Where is he now? Where did he go? Why did he leave?

I just learned recently that he is considering staying in New Zealand indefinitely. I’ve always felt that New Zealand would be a terrific escape from the hustle and bustle of everyday life in the States. Lately I’ve been all over trying to find that one place where I feel at home.

When the wheels touched down in Denver last week, I wanted to feel a sense of relief as though I had finally arrived in a place where I belong. Last weekend I touched down in San Francisco… with no sense of belonging, nor urge to return.

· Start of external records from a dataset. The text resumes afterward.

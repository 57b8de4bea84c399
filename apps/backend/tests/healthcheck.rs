use actix_web::{test, web};
use backend::state::app_state::AppState;
use serde_json::json;

mod support;

use support::app_builder::create_test_app;

#[actix_web::test]
async fn test_health_endpoint() {
    let app = create_test_app(web::Data::new(AppState::new())).await;

    let req = test::TestRequest::get().uri("/api/health").to_request();
    let resp = test::call_service(&app, req).await;

    assert!(resp.status().is_success());
    assert_eq!(resp.status().as_u16(), 200);

    let body: serde_json::Value = test::read_body_json(resp).await;
    assert_eq!(body, json!({ "ok": true }));
}
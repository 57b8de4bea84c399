#![deny(clippy::wildcard_imports)]
#![cfg_attr(test, allow(clippy::wildcard_imports))]

pub mod domain;
pub mod error;
pub mod extractors;
pub mod middleware;
pub mod routes;
pub mod state;

// Re-exports for public API
pub use domain::leaderboard::{LeaderboardStore, ScoreEntry, LEADERBOARD_CAP, MAX_NAME_CHARS};
pub use error::{AppError, ErrorCode};
pub use extractors::validated_json::ValidatedJson;
pub use middleware::cors::cors_middleware;
pub use middleware::request_trace::RequestTrace;
pub use state::app_state::AppState;
use actix_web::web;

pub mod health;
pub mod scores;

/// Configure application routes.
///
/// `main.rs` and the test harness both register routes through this
/// function so tests exercise exactly the paths production serves.
pub fn configure(cfg: &mut web::ServiceConfig) {
    // API routes: /api/**
    cfg.service(
        web::scope("/api")
            .configure(health::configure_routes)
            .configure(scores::configure_routes),
    );
}
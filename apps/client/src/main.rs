use std::time::{Duration, Instant};

use rand::rngs::OsRng;
use tokio::io::{AsyncBufReadExt, BufReader};
use tracing_subscriber::EnvFilter;

use client::api::{ApiClient, ScoreEntry};
use client::machine::{roll_wait, ClickOutcome, ReactionMachine, TimerEffect, TimerToken};

struct ArmedTimer {
    token: TimerToken,
    deadline: tokio::time::Instant,
}

fn init_tracing() {
    // Logs go to stderr so the game stays readable on stdout
    let env_filter = EnvFilter::try_from_default_env().unwrap_or_else(|_| EnvFilter::new("warn"));
    tracing_subscriber::fmt()
        .with_env_filter(env_filter)
        .with_target(false)
        .with_writer(std::io::stderr)
        .init();
}

fn render_board(board: &[ScoreEntry]) {
    println!();
    println!("🏆 Leaderboard (Top 10)");
    if board.is_empty() {
        println!("   No scores yet — be the first!");
    }
    for (i, entry) in board.iter().enumerate() {
        println!("  {:>2}. {} — {} ms", i + 1, entry.name, entry.score);
    }
    println!();
}

fn print_help() {
    println!("Press Enter to click. Commands: 'submit <name>', 'board', 'quit'.");
}

fn handle_click(machine: &mut ReactionMachine, armed: &mut Option<ArmedTimer>) {
    let mut rng = OsRng;
    let delay = roll_wait(&mut rng);
    let (outcome, effect) = machine.click(Instant::now(), delay);

    match effect {
        TimerEffect::Schedule { token, delay } => {
            *armed = Some(ArmedTimer {
                token,
                deadline: tokio::time::Instant::now() + delay,
            });
        }
        TimerEffect::Disarm(_) => {
            *armed = None;
        }
        TimerEffect::None => {}
    }

    match outcome {
        ClickOutcome::Armed => println!("🟡 Wait for green…"),
        ClickOutcome::TooSoon => println!("⚠ Too soon! Wait for green."),
        ClickOutcome::Reacted { reaction_ms } => {
            println!("Your reaction: {reaction_ms} ms (Enter to retry, or submit <name>)");
        }
    }
}

async fn handle_submit(
    api: &ApiClient,
    machine: &ReactionMachine,
    board: &mut Vec<ScoreEntry>,
    name: &str,
) {
    let Some(reaction_ms) = machine.reaction_ms() else {
        println!("⚠ Play a round first — no reaction to submit.");
        return;
    };
    if name.is_empty() {
        println!("⚠ Usage: submit <name>");
        return;
    }

    match api.submit_score(name, reaction_ms).await {
        Ok(fresh) => {
            *board = fresh;
            println!("✅ Submitted {reaction_ms} ms as {name}");
            render_board(board);
        }
        Err(err) => {
            tracing::warn!(error = %err, "score submission failed");
            // The pending reaction survives for a manual retry
            println!("⚠ Failed to submit score");
        }
    }
}

async fn refresh_board(api: &ApiClient, board: &mut Vec<ScoreEntry>) {
    match api.fetch_leaderboard().await {
        Ok(fresh) => {
            *board = fresh;
            render_board(board);
        }
        Err(err) => {
            tracing::warn!(error = %err, "leaderboard fetch failed");
            println!("⚠ Failed to load leaderboard");
        }
    }
}

#[tokio::main]
async fn main() {
    init_tracing();

    let api = ApiClient::from_env();
    let mut machine = ReactionMachine::new();
    let mut armed: Option<ArmedTimer> = None;

    println!("⚡ Reaction Time — click when it turns green. Lower is better!");
    print_help();

    let mut board = match api.fetch_leaderboard().await {
        Ok(board) => board,
        Err(err) => {
            tracing::warn!(error = %err, "initial leaderboard fetch failed");
            println!("⚠ Failed to load leaderboard");
            Vec::new()
        }
    };
    render_board(&board);
    println!("Press Enter to start.");

    let mut lines = BufReader::new(tokio::io::stdin()).lines();

    loop {
        // Inactive branch still needs a deadline to evaluate against
        let deadline = armed
            .as_ref()
            .map(|timer| timer.deadline)
            .unwrap_or_else(|| tokio::time::Instant::now() + Duration::from_secs(86_400));

        tokio::select! {
            _ = tokio::time::sleep_until(deadline), if armed.is_some() => {
                if let Some(timer) = armed.take() {
                    if machine.timer_fired(timer.token, Instant::now()) {
                        println!("🟢 GO! Press Enter!");
                    }
                }
            }
            line = lines.next_line() => {
                let Ok(Some(line)) = line else { break };
                let input = line.trim();

                if input.is_empty() {
                    handle_click(&mut machine, &mut armed);
                } else if input == "submit" || input.starts_with("submit ") {
                    let name = input.strip_prefix("submit").unwrap_or_default().trim();
                    handle_submit(&api, &machine, &mut board, name).await;
                } else if input == "board" {
                    refresh_board(&api, &mut board).await;
                } else if input == "quit" || input == "exit" {
                    break;
                } else {
                    print_help();
                }
            }
        }
    }
}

I’m back in Boston now, finally realizing that home is wherever love is. I’m at a loss for words because I’m in love with someone who might never come back to me… for no other reason than I was not enough to make him stay.

Love Love, R

October 24, 2010

living in the present

by letters2soulmate

Dear Soulmate,

Yesterday I went up to Vermont to clear out my grandparents’ newly sold house and hopefully clear my mind.

As I sat on the floor of the pantry, delicately wrapping each ornately decorated plate with tissue paper, I began to think about all the beautiful meals that were once served on these plates, then passed around the table where conversation poured as eaisly as the wine.

I became instantly nostaglic for those quintessential New England Thanksgivings in Vermont when my holiday was quite literally dictated by that old song, “over the river and through the woods, to grandmother’s house we go.”

But with both my grandparents passed away, their home is now just a house and it feels like the party is very much over. And though it hurt with unimaginable pain when my grandfather passed away two years ago, it didn’t quite hurt to go back to his house just one last time.

I walked through the hallways and rooms swept clean of furniture. I tried to find a moment to call my own.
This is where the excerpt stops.